From f01bf9a248cecf9d0bb3d10dad6cc5ba9aa01b51 Mon Sep 17 00:00:00 2001
From: bsatapat <bsatapat@redhat.com>
Date: Wed, 17 Sep 2025 16:14:16 +0530
Subject: [PATCH] Added RAG chunks in streaming_query response

---
 src/app/endpoints/streaming_query.py |  33 +++++----
 src/utils/rag_processing.py          | 105 +++++++++++++++++++++++++++
 2 files changed, 123 insertions(+), 15 deletions(-)

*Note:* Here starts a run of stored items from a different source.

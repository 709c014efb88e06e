//! Observability subsystem.
//!
//! # Data Flow
//! ```text
//! Sockets and workers produce:
//!     → logging.rs (structured tracing events)
//!     → metrics.rs (StatsSink: counters and the active-socket gauge)
//!
//! Consumers:
//!     → stdout via tracing-subscriber
//!     → Prometheus scrape endpoint
//! ```
//!
//! # Design Decisions
//! - The stats sink is optional and set at most once per manager
//! - Counters are plain atomic increments on the hot path

pub mod logging;
pub mod metrics;

pub use metrics::{MetricsSink, StatCounter, StatsSink};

 create mode 100644 src/utils/rag_processing.py

diff --git a/src/app/endpoints/streaming_query.py b/src/app/endpoints/streaming_query.py
index 60d9d4d6..f960fe93 100644
--- a/src/app/endpoints/streaming_query.py
+++ b/src/app/endpoints/streaming_query.py
@@ -35,6 +35,10 @@
 from utils.transcripts import store_transcript
 from utils.types import TurnSummary
 from utils.endpoints import validate_model_provider_override
+from utils.rag_processing import (
+    process_rag_chunks_for_streaming,
+    build_referenced_documents_list_for_streaming,
+)
 
 from app.endpoints.query import (
     get_rag_toolgroups,
@@ -94,36 +98,35 @@ def stream_start_event(conversation_id: str) -> str:
     )
 
 
-def stream_end_event(metadata_map: dict) -> str:
+def stream_end_event(metadata_map: dict, summary: TurnSummary) -> str:
     """
     Yield the end of the data stream.
 
     Format and return the end event for a streaming response,
-    including referenced document metadata and placeholder token
+    including referenced document metadata, RAG chunks, and placeholder token
     counts.
 
     Parameters:
         metadata_map (dict): A mapping containing metadata about
         referenced documents.
+        summary (TurnSummary): Summary containing RAG chunks and other turn data.
 
     Returns:
         str: A Server-Sent Events (SSE) formatted string
         representing the end of the data stream.
     """
+    # Process RAG chunks for streaming response
+    rag_chunks = process_rag_chunks_for_streaming(summary)
+    
+    # Build complete referenced documents list
+    referenced_docs = build_referenced_documents_list_for_streaming(summary, metadata_map)
+
     return format_stream_data(
         {
             "event": "end",
             "data": {
-                "referenced_documents": [
-                    {
-                        "doc_url": v["docs_url"],
-                        "doc_title": v["title"],
-                    }
-                    for v in filter(
-                        lambda v: ("docs_url" in v) and ("title" in v),
-                        metadata_map.values(),
-                    )
-                ],
+                "rag_chunks": rag_chunks,
+                "referenced_documents": referenced_docs,
                 "truncated": None,  # TODO(jboos): implement truncated
                 "input_tokens": 0,  # TODO(jboos): implement input tokens
                 "output_tokens": 0,  # TODO(jboos): implement output tokens
@@ -639,7 +642,7 @@ async def response_generator(
                     chunk_id += 1
                     yield event
 
-            yield stream_end_event(metadata_map)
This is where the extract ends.